RPLND: retroperitoneal lymph node dissection; pRPLND: primary RPLND; pcRPLND: post-chemotherapy RPLND.

Of the 34 patients who underwent induction chemotherapy, 31 (91%) underwent biopsy prior to chemotherapy to confirm the diagnosis of metastatic GCT: 13 patients were found to have seminoma, 6 had nonseminomatous GCT (NSGCT), 6 had unspecified GCT and 6 biopsies were non-diagnostic. Three patients with non-diagnostic biopsies and 2 patients without biopsy were treated due to elevated serum human chorionic gonadotropin (HCG) (n=4) or elevated serum HCG and alpha-fetoprotein (AFP) (n=1). Three patients with non-diagnostic biopsy and normalized markers were treated due to interval increasing lymphadenopathy. Six patients required second-line chemotherapy.

Twenty-three patients underwent post-chemotherapy RPLND (pcRPLND). At pcRPLND, 74% (n=17) had fibrosis/necrosis in the retroperitoneum, 13% (n=3) harbored teratoma, and 13% (n=3) harbored viable GCT, including 1 patient with teratoma with secondary somatic type malignancy (4%). All patients with viable nonteratomatous GCT on pcRPLND received adjuvant treatment (Table 3). No patients with presumed seminoma or undefinable GCT pre-treatment had teratoma or viable non-seminoma at the time of pcRPLND. One patient with presumed seminoma had residual viable seminoma at pcRPLND; he underwent salvage chemotherapy with paclitaxel, ifosfamide and cisplatin (TIP) x 4 cycles and remains classified as “no evidence of disease” (NED). Eleven patients did not undergo pcRPLND. Ten of these patients had seminoma on pre-chemotherapy biopsy and complete response to chemotherapy. The eleventh patient had seminoma on pre-chemotherapy biopsy, but an elevated AFP prior to chemotherapy. He had a complete response to chemotherapy and elected surveillance.

Patient histology was categorizable for 30 patients by biopsy, elevated STM, or RPLND histology. Eighteen of these patients had pure seminoma, while 12 had NSGCT. Twenty-six patients were unable to be categorized, including 16 treated with surveillance, 6 with biopsy-confirmed GCT but undefined histology, and 4 with non-diagnostic biopsies (Supplemental Figure 1).

Long-term Outcomes

There were 4 relapses in our cohort: 3 patients with advanced disease treated initially with chemotherapy and 1 patient in the surveillance group.
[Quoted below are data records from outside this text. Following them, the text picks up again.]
use crate::cascade::{OptionLink, ScopedSettings, SettingsMap, SettingsRecord, SettingsTarget};
use crate::error::CoreError;
use crate::matrix::{
    plan_reconcile, required_keys, total_quantity, CellKey, CellQuantity, ReconcileCounts,
    ReconcilePlan, StockCell,
};
use crate::options::{names_match, ColorOption, Item, OptionAxis, OptionDraft, SizeOption};
use crate::store::{CascadeSettingsStore, CascadeSource, InventoryStore, LinkSource, TemplateSource};
use crate::templates::{AxisPlan, AxisPlanOutcome, Template};
use crate::types::DbId;

#[derive(Debug, Clone)]
struct StoredSettings {
    record: SettingsRecord,
    active: bool,
}

#[derive(Debug, Clone, Default)]
struct State {
    next_id: DbId,
    items: BTreeMap<String, Item>,
    categories: BTreeMap<DbId, String>,
    colors: BTreeMap<DbId, ColorOption>,
    sizes: BTreeMap<DbId, SizeOption>,
    cells: BTreeMap<DbId, StockCell>,
    settings: BTreeMap<DbId, StoredSettings>,
}
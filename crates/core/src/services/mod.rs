//! Orchestration over the store and provider traits.
//!
//! Each service is cheap to clone and holds its collaborators behind
//! `Arc<dyn ...>`, so one instance can be shared by every request.

pub mod cascade;
pub mod options;
pub mod stock;
pub mod templates;

pub use cascade::{CascadeResolver, CascadeSettingsAdmin};
pub use options::OptionService;
pub use stock::StockSynchronizer;
pub use templates::TemplateApplicator;

use crate::error::CoreError;
use crate::options::Item;
use crate::store::InventoryStore;

/// Load the item for `sku` or fail with `NotFound`.
pub(crate) async fn require_item(store: &dyn InventoryStore, sku: &str) -> Result<Item, CoreError> {
    store
        .find_item(sku)
        .await?
        .ok_or_else(|| CoreError::not_found("Item", sku))
}
//! Shared application router builder.
//!
//! Provides [`build_app_router`] so both the production binary (`main.rs`)
//! and integration tests (`tests/common/mod.rs`) use the exact same
//! middleware stack.

use std::time::Duration;

use axum::http::header::CONTENT_TYPE;
use axum::http::{HeaderName, Method, StatusCode};
use axum::Router;
use tower_http::catch_panic::CatchPanicLayer;
use tower_http::cors::CorsLayer;
use tower_http::request_id::{MakeRequestUuid, PropagateRequestIdLayer, SetRequestIdLayer};
use tower_http::timeout::TimeoutLayer;
use tower_http::trace::{DefaultMakeSpan, DefaultOnResponse, TraceLayer};
use tracing::Level;

use crate::config::ServerConfig;
use crate::routes;
use crate::state::AppState;

/// Build the full application [`Router`] with all middleware layers.
///
/// The middleware stack is applied bottom-up:
///
/// 1. CORS
/// 2. Set request ID on incoming requests
/// 3. Structured request/response tracing
/// 4. Propagate request ID to response
/// 5. Request timeout
/// 6. Panic recovery (catch panics, return 500)
pub fn build_app_router(state: AppState) -> Router {
    let config = state.config.clone();
    let cors = build_cors_layer(&config);
    let request_id_header = HeaderName::from_static("x-request-id");

    Router::new()
        // Health check at root level (not under /api/v1).
        .merge(routes::health::router())
        .nest("/api/v1", routes::api_routes())
        // -- Middleware stack (applied bottom-up) --
        .layer(CatchPanicLayer::new())
        .layer(TimeoutLayer::with_status_code(
            StatusCode::REQUEST_TIMEOUT,
            Duration::from_secs(config.request_timeout_secs),
        ))
        .layer(PropagateRequestIdLayer::new(request_id_header.clone()))
        .layer(
            TraceLayer::new_for_http()
                .make_span_with(DefaultMakeSpan::new().level(Level::INFO))
                .on_response(DefaultOnResponse::new().level(Level::INFO)),
        )
        .layer(SetRequestIdLayer::new(request_id_header, MakeRequestUuid))
        .layer(cors)
        .with_state(state)
}

/// Build the CORS middleware layer from server configuration.
///
/// Panics at startup if any configured origin is invalid.
pub fn build_cors_layer(config: &ServerConfig) -> CorsLayer {
    let origins: Vec<_> = config
        .cors_origins
        .iter()
        .map(|o| {
            o.parse()
                .unwrap_or_else(|e| panic!("Invalid CORS origin '{o}': {e}"))
        })
        .collect();

    CorsLayer::new()
        .allow_origin(origins)
        .allow_methods([Method::GET, Method::POST, Method::PUT, Method::DELETE])
        .allow_headers([CONTENT_TYPE])
        .max_age(Duration::from_secs(3600))
}
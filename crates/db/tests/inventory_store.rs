//! Integration tests for the PostgreSQL store against a real database.
//!
//! - Matrix reconciliation and quantity writes
//! - Cascade delete of cells with their option
//! - Option saves and quantity writes reconciling in one transaction
//! - Unique option names per SKU
//! - Atomic template plans
//! - Cascade settings scoping

use std::sync::Arc;

use assert_matches::assert_matches;
use serde_json::json;
use sqlx::PgPool;
use stockgrid_core::cascade::{SettingsMap, SettingsTarget, KEY_CASCADE_ORDER};
use stockgrid_core::error::CoreError;
use stockgrid_core::locks::SkuLocks;
use stockgrid_core::matrix::{CellKey, CellQuantity, ReconcileCounts};
use stockgrid_core::options::{ColorInput, OptionAxis, OptionDraft, SizeInput};
use stockgrid_core::services::{OptionService, StockSynchronizer};
use stockgrid_core::store::{CascadeSettingsStore, CascadeSource, InventoryStore};
use stockgrid_core::templates::AxisPlan;
use stockgrid_db::models::item::CreateItem;
use stockgrid_db::repositories::{CategoryRepo, ColorRepo, ItemRepo};
use stockgrid_db::PgInventoryStore;

// ---------------------------------------------------------------------------
// Helpers
// ---------------------------------------------------------------------------

async fn seed_item(pool: &PgPool, sku: &str, category_id: Option<i64>) {
    ItemRepo::create(
        pool,
        &CreateItem {
            sku: sku.to_string(),
            name: format!("Item {sku}"),
            category_id,
        },
    )
    .await
    .unwrap();
}

fn draft(name: &str, sort_order: i32) -> OptionDraft {
    OptionDraft {
        name: name.to_string(),
        swatch: None,
        sort_order,
    }
}

fn color(name: &str, sort_order: i32) -> ColorInput {
    ColorInput {
        name: name.to_string(),
        sort_order: Some(sort_order),
        ..Default::default()
    }
}

fn size(label: &str, sort_order: i32) -> SizeInput {
    SizeInput {
        label: label.to_string(),
        sort_order: Some(sort_order),
        ..Default::default()
    }
}

// ---------------------------------------------------------------------------
// Matrix
// ---------------------------------------------------------------------------

#[sqlx::test(migrations = "./migrations")]
async fn test_distribute_over_two_by_two(pool: PgPool) {
    seed_item(&pool, "SKU-1", None).await;
    let store = Arc::new(PgInventoryStore::new(pool.clone()));
    let locks = SkuLocks::new();
    let options = OptionService::new(store.clone(), locks.clone());
    let stock = StockSynchronizer::new(store.clone(), locks);

    let red = options.save_color("SKU-1", color("Red", 0)).await.unwrap();
    let blue = options.save_color("SKU-1", color("Blue", 1)).await.unwrap();
    let s = options.save_size("SKU-1", size("S", 0)).await.unwrap();
    let m = options.save_size("SKU-1", size("M", 1)).await.unwrap();
    assert_eq!(store.list_cells("SKU-1").await.unwrap().len(), 4);

    let report = stock.distribute_evenly("SKU-1", 10).await.unwrap();
    let qty = |c: i64, sz: i64| {
        report
            .cells
            .iter()
            .find(|cell| cell.key() == CellKey::new(Some(c), Some(sz)))
            .map(|cell| cell.quantity)
    };
    assert_eq!(qty(red.option.id, s.option.id), Some(3));
    assert_eq!(qty(red.option.id, m.option.id), Some(3));
    assert_eq!(qty(blue.option.id, s.option.id), Some(2));
    assert_eq!(qty(blue.option.id, m.option.id), Some(2));

    let item = store.find_item("SKU-1").await.unwrap().unwrap();
    assert_eq!(item.stock_level, 10);
}

#[sqlx::test(migrations = "./migrations")]
async fn test_ensure_matrix_is_idempotent(pool: PgPool) {
    seed_item(&pool, "SKU-1", None).await;
    let store = Arc::new(PgInventoryStore::new(pool));
    let locks = SkuLocks::new();
    let options = OptionService::new(store.clone(), locks.clone());
    let stock = StockSynchronizer::new(store, locks);

    options.save_color("SKU-1", color("Red", 0)).await.unwrap();
    options.save_size("SKU-1", size("S", 0)).await.unwrap();

    let first = stock.ensure_matrix("SKU-1").await.unwrap();
    let second = stock.ensure_matrix("SKU-1").await.unwrap();
    assert_eq!(second.created, 0);
    assert_eq!(second.removed, 0);
    assert_eq!(first.cells, second.cells);
}

#[sqlx::test(migrations = "./migrations")]
async fn test_deleting_option_cascades_to_cells(pool: PgPool) {
    seed_item(&pool, "SKU-1", None).await;
    let store = PgInventoryStore::new(pool);

    let (red, created) = store.save_color("SKU-1", None, &draft("Red", 0)).await.unwrap();
    assert_eq!(created, ReconcileCounts { created: 1, removed: 0 });
    let (s, _) = store.save_size("SKU-1", None, &draft("S", 0)).await.unwrap();
    let (m, _) = store.save_size("SKU-1", None, &draft("M", 1)).await.unwrap();
    assert_eq!(store.list_cells("SKU-1").await.unwrap().len(), 2);

    let quantities = [
        CellQuantity {
            key: CellKey::new(Some(red.id), Some(s.id)),
            quantity: 7,
        },
        CellQuantity {
            key: CellKey::new(Some(red.id), Some(m.id)),
            quantity: 5,
        },
    ];
    store.write_quantities("SKU-1", &quantities).await.unwrap();

    let reconciled = store
        .delete_option("SKU-1", OptionAxis::Size, m.id)
        .await
        .unwrap();
    assert_eq!(reconciled, Some(ReconcileCounts::default()));
    let cells = store.list_cells("SKU-1").await.unwrap();
    assert_eq!(cells.len(), 1);
    assert_eq!(cells[0].key(), CellKey::new(Some(red.id), Some(s.id)));
    assert_eq!(cells[0].quantity, 7);
    let item = store.find_item("SKU-1").await.unwrap().unwrap();
    assert_eq!(item.stock_level, 7);

    // Already gone.
    assert_eq!(
        store
            .delete_option("SKU-1", OptionAxis::Size, m.id)
            .await
            .unwrap(),
        None
    );
}

#[sqlx::test(migrations = "./migrations")]
async fn test_deleting_last_size_collapses_to_colours(pool: PgPool) {
    seed_item(&pool, "SKU-1", None).await;
    let store = PgInventoryStore::new(pool);

    let (red, _) = store.save_color("SKU-1", None, &draft("Red", 0)).await.unwrap();
    let (s, _) = store.save_size("SKU-1", None, &draft("S", 0)).await.unwrap();

    let reconciled = store
        .delete_option("SKU-1", OptionAxis::Size, s.id)
        .await
        .unwrap();
    assert_eq!(reconciled, Some(ReconcileCounts { created: 1, removed: 0 }));
    let cells = store.list_cells("SKU-1").await.unwrap();
    assert_eq!(cells.len(), 1);
    assert_eq!(cells[0].key(), CellKey::new(Some(red.id), None));
}

#[sqlx::test(migrations = "./migrations")]
async fn test_rejected_quantity_write_rolls_back_reconcile(pool: PgPool) {
    seed_item(&pool, "SKU-1", None).await;
    // An option written without reconciliation leaves its cell pending.
    let red = {
        let mut conn = pool.acquire().await.unwrap();
        ColorRepo::insert(&mut conn, "SKU-1", &draft("Red", 0))
            .await
            .unwrap()
    };
    let store = PgInventoryStore::new(pool);

    let outside = CellQuantity {
        key: CellKey::new(Some(red.id), Some(red.id + 1000)),
        quantity: 3,
    };
    assert_matches!(
        store.write_quantities("SKU-1", &[outside]).await,
        Err(CoreError::NotFound { entity: "StockCell", .. })
    );
    assert!(store.list_cells("SKU-1").await.unwrap().is_empty());

    let inside = CellQuantity {
        key: CellKey::new(Some(red.id), None),
        quantity: 3,
    };
    let reconciled = store.write_quantities("SKU-1", &[inside]).await.unwrap();
    assert_eq!(reconciled.created, 1);
    let cells = store.list_cells("SKU-1").await.unwrap();
    assert_eq!(cells.len(), 1);
    assert_eq!(cells[0].quantity, 3);
}

#[sqlx::test(migrations = "./migrations")]
async fn test_option_names_unique_per_sku(pool: PgPool) {
    seed_item(&pool, "SKU-1", None).await;
    seed_item(&pool, "SKU-2", None).await;
    let store = PgInventoryStore::new(pool);

    store.save_color("SKU-1", None, &draft("Red", 0)).await.unwrap();
    let dup = store.save_color("SKU-1", None, &draft("RED", 0)).await;
    assert_matches!(dup, Err(CoreError::Conflict(_)));

    // Another SKU may reuse the name.
    assert!(store.save_color("SKU-2", None, &draft("Red", 0)).await.is_ok());
}

#[sqlx::test(migrations = "./migrations")]
async fn test_failed_axis_plan_rolls_back(pool: PgPool) {
    seed_item(&pool, "SKU-1", None).await;
    let store = PgInventoryStore::new(pool);
    let (s, _) = store.save_size("SKU-1", None, &draft("S", 0)).await.unwrap();

    let plan = AxisPlan {
        upserts: vec![(None, draft("M", 1)), (Some(s.id + 1000), draft("L", 2))],
        removals: vec![s.id],
    };
    let result = store.apply_axis_plan("SKU-1", OptionAxis::Size, &plan).await;
    assert_matches!(result, Err(CoreError::NotFound { .. }));

    let sizes = store.list_sizes("SKU-1").await.unwrap();
    assert_eq!(sizes.len(), 1);
    assert_eq!(sizes[0].label, "S");
    let cells = store.list_cells("SKU-1").await.unwrap();
    assert_eq!(cells.len(), 1);
    assert_eq!(cells[0].size_id, Some(s.id));
}

// ---------------------------------------------------------------------------
// Cascade settings
// ---------------------------------------------------------------------------

#[sqlx::test(migrations = "./migrations")]
async fn test_scoped_settings_by_sku_and_category(pool: PgPool) {
    let category = CategoryRepo::create(&pool, "Shirts").await.unwrap();
    seed_item(&pool, "SKU-1", Some(category.id)).await;
    let store = PgInventoryStore::new(pool);

    let mut settings = SettingsMap::new();
    settings.insert(KEY_CASCADE_ORDER.to_string(), json!(["size"]));
    store
        .upsert_settings(
            &SettingsTarget::Category {
                category_id: category.id,
            },
            &settings,
        )
        .await
        .unwrap();

    let scoped = store.scoped_settings("SKU-1").await.unwrap();
    assert!(scoped.explicit.is_none());
    let (category_id, category_settings) = scoped.category.unwrap();
    assert_eq!(category_id, category.id);
    assert_eq!(category_settings[KEY_CASCADE_ORDER], json!(["size"]));

    assert_matches!(
        store.scoped_settings("GHOST").await,
        Err(CoreError::NotFound { .. })
    );
}

#[sqlx::test(migrations = "./migrations")]
async fn test_settings_upsert_replaces_active_row(pool: PgPool) {
    seed_item(&pool, "SKU-1", None).await;
    let store = PgInventoryStore::new(pool);
    let target = SettingsTarget::Sku {
        item_sku: "SKU-1".into(),
    };

    let mut settings = SettingsMap::new();
    settings.insert(KEY_CASCADE_ORDER.to_string(), json!(["color"]));
    let first = store.upsert_settings(&target, &settings).await.unwrap();
    settings.insert(KEY_CASCADE_ORDER.to_string(), json!(["size", "color"]));
    let second = store.upsert_settings(&target, &settings).await.unwrap();
    assert_eq!(first.id, second.id);
    assert_eq!(store.list_settings().await.unwrap().len(), 1);

    assert!(store.deactivate_settings(second.id).await.unwrap());
    assert!(store.list_settings().await.unwrap().is_empty());
    assert!(!store.deactivate_settings(second.id).await.unwrap());

    // A fresh row is created after deactivation.
    let third = store.upsert_settings(&target, &settings).await.unwrap();
    assert_ne!(third.id, second.id);
}

#[sqlx::test(migrations = "./migrations")]
async fn test_settings_for_unknown_scope_not_found(pool: PgPool) {
    let store = PgInventoryStore::new(pool);
    let result = store
        .upsert_settings(
            &SettingsTarget::Category { category_id: 4242 },
            &SettingsMap::new(),
        )
        .await;
    assert_matches!(result, Err(CoreError::NotFound { entity: "Category", .. }));
}
use serde::{Deserialize, Serialize};
use sqlx::FromRow;
use stockgrid_core::options::Item;
use stockgrid_core::types::{DbId, Timestamp};

/// A row from the `items` table.
#[derive(Debug, Clone, FromRow, Serialize)]
pub struct ItemRow {
    pub sku: String,
    pub name: String,
    pub category_id: Option<DbId>,
    pub stock_level: i64,
    pub created_at: Timestamp,
    pub updated_at: Timestamp,
}

impl From<ItemRow> for Item {
    fn from(row: ItemRow) -> Self {
        Item {
            sku: row.sku,
            name: row.name,
            category_id: row.category_id,
            stock_level: row.stock_level,
        }
    }
}

/// DTO for creating an item.
#[derive(Debug, Clone, Deserialize)]
pub struct CreateItem {
    pub sku: String,
    pub name: String,
    pub category_id: Option<DbId>,
}
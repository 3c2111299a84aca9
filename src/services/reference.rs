//! Read-only access to seeded genre and rating reference data.

use std::sync::Arc;

use crate::error::{EntityKind, Error, Result};
use crate::models::{Genre, Rating};
use crate::store::{GenreStore, RatingStore};

pub struct ReferenceService {
    genres: Arc<dyn GenreStore>,
    ratings: Arc<dyn RatingStore>,
}

impl ReferenceService {
    pub fn new(genres: Arc<dyn GenreStore>, ratings: Arc<dyn RatingStore>) -> Self {
        Self { genres, ratings }
    }

    pub async fn list_genres(&self) -> Result<Vec<Genre>> {
        self.genres.list().await
    }

    pub async fn get_genre(&self, id: i64) -> Result<Genre> {
        self.genres
            .get(id)
            .await?
            .ok_or(Error::NotFound { kind: EntityKind::Genre, id })
    }

    pub async fn list_ratings(&self) -> Result<Vec<Rating>> {
        self.ratings.list().await
    }

    pub async fn get_rating(&self, id: i64) -> Result<Rating> {
        self.ratings
            .get(id)
            .await?
            .ok_or(Error::NotFound { kind: EntityKind::Rating, id })
    }
}
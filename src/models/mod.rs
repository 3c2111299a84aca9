//! Domain models shared by the storage backends and the service layer.

use chrono::NaiveDate;
use serde::{Deserialize, Serialize};

/// Reference rating classification (G, PG, ...). Seeded, read-only.
#[derive(Debug, Clone, PartialEq, Eq, Serialize, Deserialize)]
pub struct Rating {
    pub id: i64,
    pub name: String,
}

/// Reference genre. Seeded, read-only.
#[derive(Debug, Clone, PartialEq, Eq, Serialize, Deserialize)]
pub struct Genre {
    pub id: i64,
    pub name: String,
}

/// A film with its single rating and ordered, duplicate-free genre list.
#[derive(Debug, Clone, PartialEq, Eq, Serialize, Deserialize)]
pub struct Film {
    pub id: i64,
    pub name: String,
    pub description: String,
    pub release_date: NaiveDate,
    /// Duration in minutes.
    pub duration: i32,
    pub rating: Option<Rating>,
    pub genres: Vec<Genre>,
}

/// Input for registering a film. Rating and genres arrive as reference
/// ids and are resolved against the store before construction.
#[derive(Debug, Clone, Deserialize)]
pub struct CreateFilm {
    pub name: String,
    pub description: String,
    pub release_date: NaiveDate,
    pub duration: i32,
    pub rating_id: i64,
    pub genre_ids: Vec<i64>,
}

/// Input for updating a film. All mutable fields are replaced.
#[derive(Debug, Clone, Deserialize)]
pub struct UpdateFilm {
    pub name: String,
    pub description: String,
    pub release_date: NaiveDate,
    pub duration: i32,
    pub rating_id: i64,
    pub genre_ids: Vec<i64>,
}

#[derive(Debug, Clone, PartialEq, Eq, Serialize, Deserialize)]
pub struct User {
    pub id: i64,
    pub email: String,
    pub login: String,
    /// Display name; falls back to the login when left blank at registration.
    pub name: String,
    pub birthday: NaiveDate,
}

/// Input for registering a user.
#[derive(Debug, Clone, Deserialize)]
pub struct CreateUser {
    pub email: String,
    pub login: String,
    pub name: Option<String>,
    pub birthday: NaiveDate,
}

/// Input for updating a user. All mutable fields are replaced.
#[derive(Debug, Clone, Deserialize)]
pub struct UpdateUser {
    pub email: String,
    pub login: String,
    pub name: Option<String>,
    pub birthday: NaiveDate,
}

/// Lifecycle of one directional friendship edge.
#[derive(Debug, Clone, Copy, PartialEq, Eq, Serialize, Deserialize)]
pub enum FriendshipStatus {
    Pending,
    Accepted,
    Rejected,
}

impl FriendshipStatus {
    /// Integer code used in the friendships table.
    pub fn code(self) -> i64 {
        match self {
            FriendshipStatus::Pending => 1,
            FriendshipStatus::Accepted => 2,
            FriendshipStatus::Rejected => 3,
        }
    }

    pub fn from_code(code: i64) -> Option<Self> {
        match code {
            1 => Some(FriendshipStatus::Pending),
            2 => Some(FriendshipStatus::Accepted),
            3 => Some(FriendshipStatus::Rejected),
            _ => None,
        }
    }
}

/// One directional friendship edge. A friendship between two users is
/// stored as two of these, one per direction.
#[derive(Debug, Clone, PartialEq, Eq, Serialize, Deserialize)]
pub struct Friendship {
    pub user_id: i64,
    pub friend_id: i64,
    pub status: FriendshipStatus,
}
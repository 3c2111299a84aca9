//! Friendship edge repository.
//!
//! A friendship is two directional rows in `friendships`, one per
//! direction, each carrying its own status code. The composite primary
//! key on (user_id, friend_id) is the uniqueness constraint that stops
//! concurrent duplicate requests; violations surface as the typed
//! `FriendRequestExists` condition.

use async_trait::async_trait;
use sqlx::SqlitePool;

use crate::error::{Error, Result};
use crate::models::{Friendship, FriendshipStatus};
use crate::store::FriendshipStore;

pub struct FriendshipRepository {
    pool: SqlitePool,
}

impl FriendshipRepository {
    pub fn new(pool: SqlitePool) -> Self {
        Self { pool }
    }

    /// Insert both directional edges as PENDING in one transaction.
    pub async fn insert_pending(&self, user_id: i64, friend_id: i64) -> Result<()> {
        let mut tx = self.pool.begin().await?;

        for (from, to) in [(user_id, friend_id), (friend_id, user_id)] {
            let inserted = sqlx::query(
                "INSERT INTO friendships (user_id, friend_id, status) VALUES (?, ?, ?)",
            )
            .bind(from)
            .bind(to)
            .bind(FriendshipStatus::Pending.code())
            .execute(&mut *tx)
            .await;

            if let Err(err) = inserted {
                if Error::is_unique_violation(&err) {
                    return Err(Error::FriendRequestExists { user_id, friend_id });
                }
                return Err(err.into());
            }
        }

        tx.commit().await?;
        Ok(())
    }

    /// Flip both directional edges from PENDING to ACCEPTED. Fails when
    /// no pending edge exists for the pair.
    pub async fn accept(&self, user_id: i64, friend_id: i64) -> Result<()> {
        let mut tx = self.pool.begin().await?;
        let mut affected = 0;

        for (from, to) in [(user_id, friend_id), (friend_id, user_id)] {
            let result = sqlx::query(
                "UPDATE friendships SET status = ? WHERE user_id = ? AND friend_id = ? AND status = ?",
            )
            .bind(FriendshipStatus::Accepted.code())
            .bind(from)
            .bind(to)
            .bind(FriendshipStatus::Pending.code())
            .execute(&mut *tx)
            .await?;

            affected += result.rows_affected();
        }

        if affected == 0 {
            return Err(Error::PendingRequestNotFound { user_id, friend_id });
        }

        tx.commit().await?;
        Ok(())
    }

    /// Delete both directional edges. Idempotent.
    pub async fn remove(&self, user_id: i64, friend_id: i64) -> Result<()> {
        let mut tx = self.pool.begin().await?;

        for (from, to) in [(user_id, friend_id), (friend_id, user_id)] {
            sqlx::query("DELETE FROM friendships WHERE user_id = ? AND friend_id = ?")
                .bind(from)
                .bind(to)
                .execute(&mut *tx)
                .await?;
        }

        tx.commit().await?;
        Ok(())
    }

    pub async fn find(&self, user_id: i64, friend_id: i64) -> Result<Option<Friendship>> {
        let row = sqlx::query_as::<_, (i64, i64, i64)>(
            "SELECT user_id, friend_id, status FROM friendships WHERE user_id = ? AND friend_id = ?",
        )
        .bind(user_id)
        .bind(friend_id)
        .fetch_optional(&self.pool)
        .await?;

        match row {
            None => Ok(None),
            Some((user_id, friend_id, code)) => {
                let status = FriendshipStatus::from_code(code).ok_or_else(|| {
                    Error::Database(sqlx::Error::Decode(
                        format!("invalid friendship status code {code}").into(),
                    ))
                })?;
                Ok(Some(Friendship { user_id, friend_id, status }))
            }
        }
    }

    /// Targets of ACCEPTED out-edges of the given user.
    pub async fn accepted_friend_ids(&self, user_id: i64) -> Result<Vec<i64>> {
        let ids = sqlx::query_scalar::<_, i64>(
            "SELECT friend_id FROM friendships WHERE user_id = ? AND status = ? ORDER BY friend_id",
        )
        .bind(user_id)
        .bind(FriendshipStatus::Accepted.code())
        .fetch_all(&self.pool)
        .await?;

        Ok(ids)
    }
}

#[async_trait]
impl FriendshipStore for FriendshipRepository {
    async fn insert_pending(&self, user_id: i64, friend_id: i64) -> Result<()> {
        FriendshipRepository::insert_pending(self, user_id, friend_id).await
    }

    async fn accept(&self, user_id: i64, friend_id: i64) -> Result<()> {
        FriendshipRepository::accept(self, user_id, friend_id).await
    }

    async fn remove(&self, user_id: i64, friend_id: i64) -> Result<()> {
        FriendshipRepository::remove(self, user_id, friend_id).await
    }

    async fn find(&self, user_id: i64, friend_id: i64) -> Result<Option<Friendship>> {
        FriendshipRepository::find(self, user_id, friend_id).await
    }

    async fn accepted_friend_ids(&self, user_id: i64) -> Result<Vec<i64>> {
        FriendshipRepository::accepted_friend_ids(self, user_id).await
    }
}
The median follow-up for those who did not experience a relapse and were managed on surveillance, versus immediate treatment, was 1.7 years (IQR: 1.2, 5.2) versus 6.3 years (IQR: 2.0, 13.6), respectively. The 2-year RFS for patients managed on surveillance was 100% (95% CI: NA, NA). One patient initially treated with surveillance was lost to follow-up and re-presented 3 years after radical orchiectomy with flank pain and retroperitoneal lymphadenopathy. For those with advanced disease receiving upfront treatment, 2- and 5- year RFS was 94% (95% CI: 78, 98) and 90% (95% CI: 72, 97), respectively (Figure 1).

Figure 1. — Relapse-free survival by stage: CS0/CSx vs CS II+

There were 3 patient deaths in our cohort, 1 in the surveillance group and 2 in the treatment group. One of these deaths was due to testis cancer, occurring in a patient who had poor-risk disease at diagnosis. For the whole cohort, the overall survival rate was 98% (95% CI: 85, 100) and 91% (95% CI: 65%, 98%) at 5 and 10 years, respectively.

DISCUSSION

This study reports the long-term outcomes of 56 patients found to have a burnt out primary testicular GCT with or without advanced disease at diagnosis. To our knowledge, this is the largest cohort of such patients reported in the literature. While some have reported a poor prognosis for patients presenting with burnt out primary testicular GCT,^7,10 we found that these patients face a similar treatment burden and long-term outcomes comparable to those who present with a viable primary testicular tumor. Patients presenting with advanced disease who underwent risk-directed chemotherapy had long-term RFS rates comparable to those presenting with viable disease in the testicle¹¹; patients who presented without evidence of advanced disease had excellent long-term outcomes on surveillance. Notably though, among patients with burnt out primary tumors, we did see a high proportion of patients presenting with advanced disease relative to expected population-level stage distribution.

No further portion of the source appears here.